Required action
Take the data below and filter it for lines containing the word "over"; show each line found.
Dataset below:
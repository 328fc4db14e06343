//! OTLP over gRPC.

use crate::proto::{self, ResourceInfo};
use amplifier_otel::{ExportError, MetricBatch, OtelConfig, SpanBatch, TelemetryExporter};
use opentelemetry_proto::tonic::collector::metrics::v1::metrics_service_client::MetricsServiceClient;
use opentelemetry_proto::tonic::collector::trace::v1::trace_service_client::TraceServiceClient;
use std::collections::HashMap;
use std::time::Duration;
use tonic::metadata::{AsciiMetadataKey, AsciiMetadataValue, MetadataMap};
use tonic::transport::{Channel, Endpoint};
use tracing::debug;

pub const DEFAULT_TIMEOUT: Duration = Duration::from_secs(10);

/// Converts configured headers into gRPC request metadata.
pub(crate) fn metadata_map(headers: &HashMap<String, String>) -> Result<MetadataMap, ExportError> {
    let mut map = MetadataMap::with_capacity(headers.len());
    for (name, value) in headers {
        let key = AsciiMetadataKey::from_bytes(name.to_ascii_lowercase().as_bytes())
            .map_err(|e| ExportError::InvalidConfig(format!("metadata key {name:?}: {e}")))?;
        let value = AsciiMetadataValue::try_from(value.as_str())
            .map_err(|e| ExportError::InvalidConfig(format!("metadata value for {name:?}: {e}")))?;
        map.insert(key, value);
    }
    Ok(map)
}

fn status_error(status: tonic::Status) -> ExportError {
    match status.code() {
        tonic::Code::DeadlineExceeded => ExportError::Timeout,
        _ => ExportError::Transport(status.to_string()),
    }
}

/// Sends OTLP export requests over one lazily connected channel.
///
/// Construction does not touch the network, but it must happen inside a
/// tokio runtime.
pub struct OtlpGrpcExporter {
    traces: TraceServiceClient<Channel>,
    metrics: MetricsServiceClient<Channel>,
    metadata: MetadataMap,
    resource: ResourceInfo,
}

impl OtlpGrpcExporter {
    pub fn new(config: &OtelConfig) -> Result<Self, ExportError> {
        Self::with_timeout(config, DEFAULT_TIMEOUT)
    }

    pub fn with_timeout(config: &OtelConfig, timeout: Duration) -> Result<Self, ExportError> {
        let channel = Endpoint::from_shared(config.endpoint.clone())
            .map_err(|e| ExportError::InvalidConfig(format!("endpoint {:?}: {e}", config.endpoint)))?
            .timeout(timeout)
            .connect_lazy();

        Ok(Self {
            traces: TraceServiceClient::new(channel.clone()),
            metrics: MetricsServiceClient::new(channel),
            metadata: metadata_map(&config.headers)?,
            resource: ResourceInfo::from_config(config),
        })
    }

    fn request<T>(&self, message: T) -> tonic::Request<T> {
        let mut request = tonic::Request::new(message);
        *request.metadata_mut() = self.metadata.clone();
        request
    }
}

impl TelemetryExporter for OtlpGrpcExporter {
    async fn export_spans(&self, batch: SpanBatch) -> Result<(), ExportError> {
        if batch.is_empty() {
            return Ok(());
        }
        let request = self.request(proto::trace_request(&self.resource, &batch));
        debug!(spans = batch.len(), "sending OTLP traces");

        // Channel clients are cheap handles; each export gets its own.
        let mut client = self.traces.clone();
        let response = client.export(request).await.map_err(status_error)?;
        if let Some(partial) = response.into_inner().partial_success {
            if partial.rejected_spans > 0 {
                return Err(ExportError::Transport(format!(
                    "collector rejected {} spans: {}",
                    partial.rejected_spans, partial.error_message
                )));
            }
        }
        Ok(())
    }

    async fn export_metrics(&self, batch: MetricBatch) -> Result<(), ExportError> {
        if batch.is_empty() {
            return Ok(());
        }
        let request = self.request(proto::metrics_request(&self.resource, &batch));
        debug!(points = batch.len(), "sending OTLP metrics");

        let mut client = self.metrics.clone();
        let response = client.export(request).await.map_err(status_error)?;
        if let Some(partial) = response.into_inner().partial_success {
            if partial.rejected_data_points > 0 {
                return Err(ExportError::Transport(format!(
                    "collector rejected {} data points: {}",
                    partial.rejected_data_points, partial.error_message
                )));
            }
        }
        Ok(())
    }

    fn name(&self) -> &str {
        "otlp-grpc"
    }
}

#[cfg(test)]
mod tests {
    use super::*;

    #[test]
    fn test_metadata_keys_lowercased() {
        let mut headers = HashMap::new();
        headers.insert("Authorization".to_string(), "Bearer abc".to_string());

        let map = metadata_map(&headers).unwrap();
        assert_eq!(map.get("authorization").unwrap().to_str().unwrap(), "Bearer abc");
    }

    #[test]
    fn test_invalid_metadata_value_rejected() {
        let mut headers = HashMap::new();
        headers.insert("x-key".to_string(), "line\nbreak".to_string());
        assert!(matches!(metadata_map(&headers), Err(ExportError::InvalidConfig(_))));
    }

    #[test]
    fn test_status_mapping() {
        assert!(matches!(
            status_error(tonic::Status::deadline_exceeded("slow")),
            ExportError::Timeout
        ));
        assert!(matches!(
            status_error(tonic::Status::unavailable("down")),
            ExportError::Transport(_)
        ));
    }

    #[tokio::test]
    async fn test_invalid_endpoint_rejected() {
        let config = OtelConfig {
            endpoint: "not a uri".to_string(),
            ..OtelConfig::default()
        };
        assert!(matches!(OtlpGrpcExporter::new(&config), Err(ExportError::InvalidConfig(_))));
    }

    #[tokio::test]
    async fn test_unreachable_collector_is_transport_error() {
        let config = OtelConfig {
            endpoint: "http://127.0.0.1:1".to_string(),
            ..OtelConfig::default()
        };
        let exporter = OtlpGrpcExporter::with_timeout(&config, Duration::from_millis(500)).unwrap();
        assert!(exporter.export_spans(SpanBatch::new()).await.is_ok());

        let batch = SpanBatch::with_spans(vec![amplifier_otel::FinishedSpan {
            trace_id: 1,
            span_id: 1,
            parent_span_id: None,
            sampled: true,
            name: "amplifier.session".to_string(),
            kind: amplifier_otel::SpanKind::Server,
            start_time: 0,
            end_time: 1,
            status: amplifier_otel::SpanStatus::Ok,
            status_message: None,
            attributes: Default::default(),
            events: Vec::new(),
        }]);
        let err = exporter.export_spans(batch).await.unwrap_err();
        assert!(matches!(err, ExportError::Transport(_) | ExportError::Timeout));
    }
}
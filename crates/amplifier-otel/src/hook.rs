//! Kernel-facing entry point.
//!
//! [`OtelHook`] receives raw `(event name, JSON payload)` pairs from the
//! kernel's hook dispatcher, decodes them and forwards them to the
//! [`SpanManager`]. It observes only: nothing is returned to the dispatcher
//! and no payload is modified.
//!
//! The dispatcher is expected to run start-phase handlers at priority
//! [`PRIORITY_START`](crate::event::PRIORITY_START), end-phase handlers at
//! [`PRIORITY_END`](crate::event::PRIORITY_END) and everything else at
//! [`PRIORITY_INSTANT`](crate::event::PRIORITY_INSTANT). See
//! [`OtelHook::registrations`].

use crate::config::{opt_out_active, OtelConfig};
use crate::context::TraceContext;
use crate::event::{EventCategory, KernelEvent};
use crate::handoff::ExportHandle;
use crate::manager::SpanManager;
use crate::telemetry::Telemetry;
use serde_json::Value;
use std::sync::Arc;
use tracing::{debug, info};

/// One entry of the hook registration table.
#[derive(Debug, Clone, Copy, PartialEq, Eq)]
pub struct HookRegistration {
    pub event: &'static str,
    pub priority: i32,
}

/// Mounted OpenTelemetry hook; disabled hooks accept and ignore everything.
#[derive(Clone)]
pub struct OtelHook {
    manager: Option<Arc<SpanManager>>,
}

impl OtelHook {
    /// Builds a hook emitting into `export`.
    ///
    /// Returns a disabled hook when the process opted out or the
    /// configuration captures nothing.
    pub fn new(config: &OtelConfig, export: ExportHandle) -> Self {
        if opt_out_active() {
            info!("telemetry disabled by opt-out environment variable");
            return Self::disabled();
        }
        if !config.is_active() {
            debug!("telemetry disabled by configuration");
            return Self::disabled();
        }
        debug!(
            service = %config.service_name,
            sampling_rate = config.sampling_rate,
            "otel hook mounted"
        );
        Self {
            manager: Some(Arc::new(SpanManager::new(config, export))),
        }
    }

    pub fn disabled() -> Self {
        Self { manager: None }
    }

    pub fn is_enabled(&self) -> bool {
        self.manager.is_some()
    }

    /// Event names and dispatch priorities the hook registers for.
    pub fn registrations() -> Vec<HookRegistration> {
        EventCategory::ALL
            .iter()
            .map(|category| HookRegistration {
                event: category.name(),
                priority: category.priority(),
            })
            .collect()
    }

    /// Handles one raw kernel event.
    pub fn on_event(&self, name: &str, data: &Value) {
        let Some(manager) = &self.manager else {
            return;
        };
        match KernelEvent::from_raw(name, data) {
            Ok(event) => manager.handle(&event),
            Err(e) => debug!(event = name, error = %e, "kernel event ignored"),
        }
    }

    /// Handles an already decoded event.
    pub fn on_kernel_event(&self, event: &KernelEvent) {
        if let Some(manager) = &self.manager {
            manager.handle(event);
        }
    }

    /// Root span context of a session, for log correlation.
    pub fn span_context(&self, session_id: &str) -> Option<TraceContext> {
        self.manager.as_ref()?.get_span_context(session_id)
    }

    /// W3C `traceparent` of a session root, to persist for `session:resume`.
    pub fn traceparent(&self, session_id: &str) -> Option<String> {
        self.span_context(session_id).map(|c| c.to_traceparent())
    }

    pub fn telemetry(&self) -> Telemetry {
        match &self.manager {
            Some(manager) => Telemetry::new(Arc::clone(manager)),
            None => Telemetry::disabled(),
        }
    }

    pub fn manager(&self) -> Option<&Arc<SpanManager>> {
        self.manager.as_ref()
    }

    /// Closes every open session.
    pub fn shutdown(&self) {
        if let Some(manager) = &self.manager {
            manager.shutdown();
        }
    }
}

#[cfg(test)]
mod tests {
    use super::*;
    use crate::event::{PRIORITY_END, PRIORITY_INSTANT, PRIORITY_START};
    use crate::handoff;
    use serde_json::json;

    #[test]
    fn test_registration_priorities() {
        let table = OtelHook::registrations();
        assert_eq!(table.len(), EventCategory::ALL.len());

        let priority = |event: &str| table.iter().find(|r| r.event == event).unwrap().priority;
        assert_eq!(priority("session:start"), PRIORITY_START);
        assert_eq!(priority("tool:pre"), PRIORITY_START);
        assert_eq!(priority("tool:post"), PRIORITY_END);
        assert_eq!(priority("session:end"), PRIORITY_END);
        assert_eq!(priority("context:compaction"), PRIORITY_INSTANT);
    }

    #[test]
    fn test_bad_events_ignored() {
        let (handle, mut receiver) = handoff::channel(16);
        let hook = OtelHook::new(&OtelConfig::default(), handle);
        hook.on_event("session:start", &json!({"session_id": "s1"}));
        hook.on_event("not:an:event", &json!({"session_id": "s1"}));
        hook.on_event("tool:pre", &json!({"tool_name": "bash"}));
        hook.on_event("tool:pre", &json!("not an object"));

        assert!(hook.span_context("s1").is_some());
        assert!(receiver.drain_spans().is_empty());
    }

    #[test]
    fn test_disabled_by_config() {
        let (handle, _receiver) = handoff::channel(16);
        let mut config = OtelConfig::default();
        config.enabled = false;
        let hook = OtelHook::new(&config, handle);

        assert!(!hook.is_enabled());
        hook.on_event("session:start", &json!({"session_id": "s1"}));
        assert!(hook.span_context("s1").is_none());
        assert!(!hook.telemetry().is_enabled());
    }

    #[test]
    fn test_traceparent_round_trip() {
        let (handle, _receiver) = handoff::channel(16);
        let hook = OtelHook::new(&OtelConfig::default(), handle);
        hook.on_event("session:start", &json!({"session_id": "s1"}));

        let traceparent = hook.traceparent("s1").unwrap();
        let parsed = TraceContext::from_traceparent(&traceparent).unwrap();
        assert_eq!(parsed.trace_id, hook.span_context("s1").unwrap().trace_id);
    }
}
impl EventPayload {
    pub fn category(&self) -> EventCategory {
        match self {
            Self::SessionStart(_) => EventCategory::SessionStart,
            Self::SessionFork(_) => EventCategory::SessionFork,
            Self::SessionResume(_) => EventCategory::SessionResume,
            Self::SessionEnd(_) => EventCategory::SessionEnd,
            Self::ExecutionStart => EventCategory::ExecutionStart,
            Self::ExecutionEnd => EventCategory::ExecutionEnd,
            Self::OrchestratorComplete => EventCategory::OrchestratorComplete,
            Self::LlmRequest(_) => EventCategory::LlmRequest,
            Self::LlmResponse(_) => EventCategory::LlmResponse,
            Self::ProviderError(_) => EventCategory::ProviderError,
            Self::ToolPre(_) => EventCategory::ToolPre,
            Self::ToolPost(_) => EventCategory::ToolPost,
            Self::ToolError(_) => EventCategory::ToolError,
            Self::PromptSubmit(_) => EventCategory::PromptSubmit,
            Self::PromptComplete => EventCategory::PromptComplete,
            Self::PlanStart(_) => EventCategory::PlanStart,
            Self::PlanEnd => EventCategory::PlanEnd,
            Self::ContextCompaction(_) => EventCategory::ContextCompaction,
            Self::ContextInclude(_) => EventCategory::ContextInclude,
            Self::ApprovalRequired(_) => EventCategory::ApprovalRequired,
            Self::ApprovalGranted => EventCategory::ApprovalGranted,
            Self::ApprovalDenied(_) => EventCategory::ApprovalDenied,
            Self::CancelRequested(_) => EventCategory::CancelRequested,
            Self::CancelCompleted => EventCategory::CancelCompleted,
            Self::ArtifactRead(_) => EventCategory::ArtifactRead,
            Self::ArtifactWrite(_) => EventCategory::ArtifactWrite,
            Self::PolicyViolation(_) => EventCategory::PolicyViolation,
        }
    }

    /// Decodes `data` as the payload of `category`.
    pub fn decode(category: EventCategory, data: &Value) -> Self {
        let f = Fields(data);
        match category {
            EventCategory::SessionStart => Self::SessionStart(SessionStart {
                parent_id: f.string("parent").or_else(|| f.string("parent_id")),
                user_id: f.string("user_id"),
                bundle: f.string("bundle"),
            }),
            EventCategory::SessionFork => Self::SessionFork(SessionFork {
                parent_id: f.string("parent").or_else(|| f.string("parent_id")),
                user_id: f.string("user_id"),
            }),
            EventCategory::SessionResume => Self::SessionResume(SessionResume {
                traceparent: f.string("traceparent"),
                user_id: f.string("user_id"),
            }),
            EventCategory::SessionEnd => Self::SessionEnd(SessionEnd {
                outcome: f.string("status").as_deref().and_then(SessionOutcome::parse),
                error: ErrorInfo::from_value(f.get("error")),
            }),
            EventCategory::ExecutionStart => Self::ExecutionStart,
            EventCategory::ExecutionEnd => Self::ExecutionEnd,
            EventCategory::OrchestratorComplete => Self::OrchestratorComplete,
            EventCategory::LlmRequest => Self::LlmRequest(LlmRequest {
                provider: f.string("provider"),
                model: f.string("model"),
                messages: f.value("messages").or_else(|| f.value("prompt")),
                temperature: f.float("temperature"),
                max_tokens: f.uint("max_tokens"),
            }),
            EventCategory::LlmResponse => {
                let usage = Fields(f.get("usage").unwrap_or(&Value::Null));
                Self::LlmResponse(LlmResponse {
                    provider: f.string("provider"),
                    model: f.string("model"),
                    response_model: f.string("response_model"),
                    input_tokens: usage.uint("input_tokens").or_else(|| f.uint("input_tokens")),
                    output_tokens: usage
                        .uint("output_tokens")
                        .or_else(|| f.uint("output_tokens")),
                    finish_reason: f
                        .string("finish_reason")
                        .or_else(|| f.string("stop_reason")),
                    content: f.value("content").or_else(|| f.value("response")),
                })
            }
            EventCategory::ProviderError => Self::ProviderError(ProviderError {
                provider: f.string("provider"),
                model: f.string("model"),
                error: ErrorInfo::from_value(f.get("error")),
            }),
            EventCategory::ToolPre => Self::ToolPre(ToolPre {
                tool_name: f.string("tool_name"),
                tool_call_id: f.string("tool_call_id"),
                tool_input: f.value("tool_input"),
            }),
            EventCategory::ToolPost => Self::ToolPost(ToolPost {
                tool_name: f.string("tool_name"),
                result: f.value("result").or_else(|| f.value("tool_response")),
                success: f.boolean("success").unwrap_or(true),
            }),
            EventCategory::ToolError => Self::ToolError(ToolError {
                tool_name: f.string("tool_name"),
                error: ErrorInfo::from_value(f.get("error")),
            }),
            EventCategory::PromptSubmit => Self::PromptSubmit(PromptSubmit {
                prompt: f.string("prompt"),
            }),
            EventCategory::PromptComplete => Self::PromptComplete,
            EventCategory::PlanStart => Self::PlanStart(PlanStart {
                step_count: f
                    .get("steps")
                    .and_then(Value::as_array)
                    .map(|steps| steps.len() as u64)
                    .or_else(|| f.uint("step_count")),
            }),
            EventCategory::PlanEnd => Self::PlanEnd,
            EventCategory::ContextCompaction => Self::ContextCompaction(ContextCompaction {
                tokens_before: f.uint("tokens_before"),
                tokens_after: f.uint("tokens_after"),
                messages_removed: f.uint("messages_removed"),
            }),
            EventCategory::ContextInclude => Self::ContextInclude(ContextInclude {
                source: f.string("source").or_else(|| f.string("path")),
            }),
            EventCategory::ApprovalRequired => Self::ApprovalRequired(ApprovalRequired {
                action: f.string("action").or_else(|| f.string("tool_name")),
                prompt: f.string("prompt"),
            }),
            EventCategory::ApprovalGranted => Self::ApprovalGranted,
            EventCategory::ApprovalDenied => Self::ApprovalDenied(ApprovalDenied {
                reason: f.string("reason"),
            }),
            EventCategory::CancelRequested => Self::CancelRequested(CancelRequested {
                reason: f.string("reason"),
                immediate: f.boolean("immediate"),
            }),
            EventCategory::CancelCompleted => Self::CancelCompleted,
            EventCategory::ArtifactRead => Self::ArtifactRead(Artifact::decode(&f)),
            EventCategory::ArtifactWrite => Self::ArtifactWrite(Artifact::decode(&f)),
            EventCategory::PolicyViolation => Self::PolicyViolation(PolicyViolation {
                violation_type: f
                    .string("violation_type")
                    .unwrap_or_else(|| "policy violation".to_string()),
                policy: f.string("policy"),
            }),
        }
    }
}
End of Dataset.
Answer to this exercise
//! OTLP over gRPC.
/// Sends OTLP export requests over one lazily connected channel.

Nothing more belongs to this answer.